***** Available records *****

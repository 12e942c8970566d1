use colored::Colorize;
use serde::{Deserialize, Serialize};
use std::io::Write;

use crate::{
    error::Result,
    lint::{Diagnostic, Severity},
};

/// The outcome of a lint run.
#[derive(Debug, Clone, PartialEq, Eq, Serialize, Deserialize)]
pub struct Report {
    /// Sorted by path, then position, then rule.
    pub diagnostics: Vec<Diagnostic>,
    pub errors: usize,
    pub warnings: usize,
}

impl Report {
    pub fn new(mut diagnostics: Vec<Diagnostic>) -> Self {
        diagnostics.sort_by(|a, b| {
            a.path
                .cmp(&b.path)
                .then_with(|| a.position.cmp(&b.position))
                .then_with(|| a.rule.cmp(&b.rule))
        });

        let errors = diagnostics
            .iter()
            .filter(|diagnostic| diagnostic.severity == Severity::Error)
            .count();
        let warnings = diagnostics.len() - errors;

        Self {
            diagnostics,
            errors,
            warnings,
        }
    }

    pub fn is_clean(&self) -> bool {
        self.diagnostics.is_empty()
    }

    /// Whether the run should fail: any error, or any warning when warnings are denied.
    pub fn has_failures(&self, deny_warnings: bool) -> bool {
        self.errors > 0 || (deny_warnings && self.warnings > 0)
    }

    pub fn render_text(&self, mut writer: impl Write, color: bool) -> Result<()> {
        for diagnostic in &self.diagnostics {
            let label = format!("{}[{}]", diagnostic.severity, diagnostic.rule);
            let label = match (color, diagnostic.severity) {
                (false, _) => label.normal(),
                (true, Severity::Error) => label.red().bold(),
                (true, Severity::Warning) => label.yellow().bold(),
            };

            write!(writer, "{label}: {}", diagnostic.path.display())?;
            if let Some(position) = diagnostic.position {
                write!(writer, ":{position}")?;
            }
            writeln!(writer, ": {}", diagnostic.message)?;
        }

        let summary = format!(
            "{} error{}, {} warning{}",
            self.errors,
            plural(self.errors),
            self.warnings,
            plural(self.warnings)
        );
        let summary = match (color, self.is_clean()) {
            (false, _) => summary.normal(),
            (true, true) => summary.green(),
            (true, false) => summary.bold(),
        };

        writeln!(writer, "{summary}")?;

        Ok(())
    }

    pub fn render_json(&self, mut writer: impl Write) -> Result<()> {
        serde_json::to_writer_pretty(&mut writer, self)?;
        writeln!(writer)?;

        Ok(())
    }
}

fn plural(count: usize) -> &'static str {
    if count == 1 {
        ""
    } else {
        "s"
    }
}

*****

In the entries above, find every line holding the word "Result" and copy it out.

    error::Result,
    pub fn render_text(&self, mut writer: impl Write, color: bool) -> Result<()> {
    pub fn render_json(&self, mut writer: impl Write) -> Result<()> {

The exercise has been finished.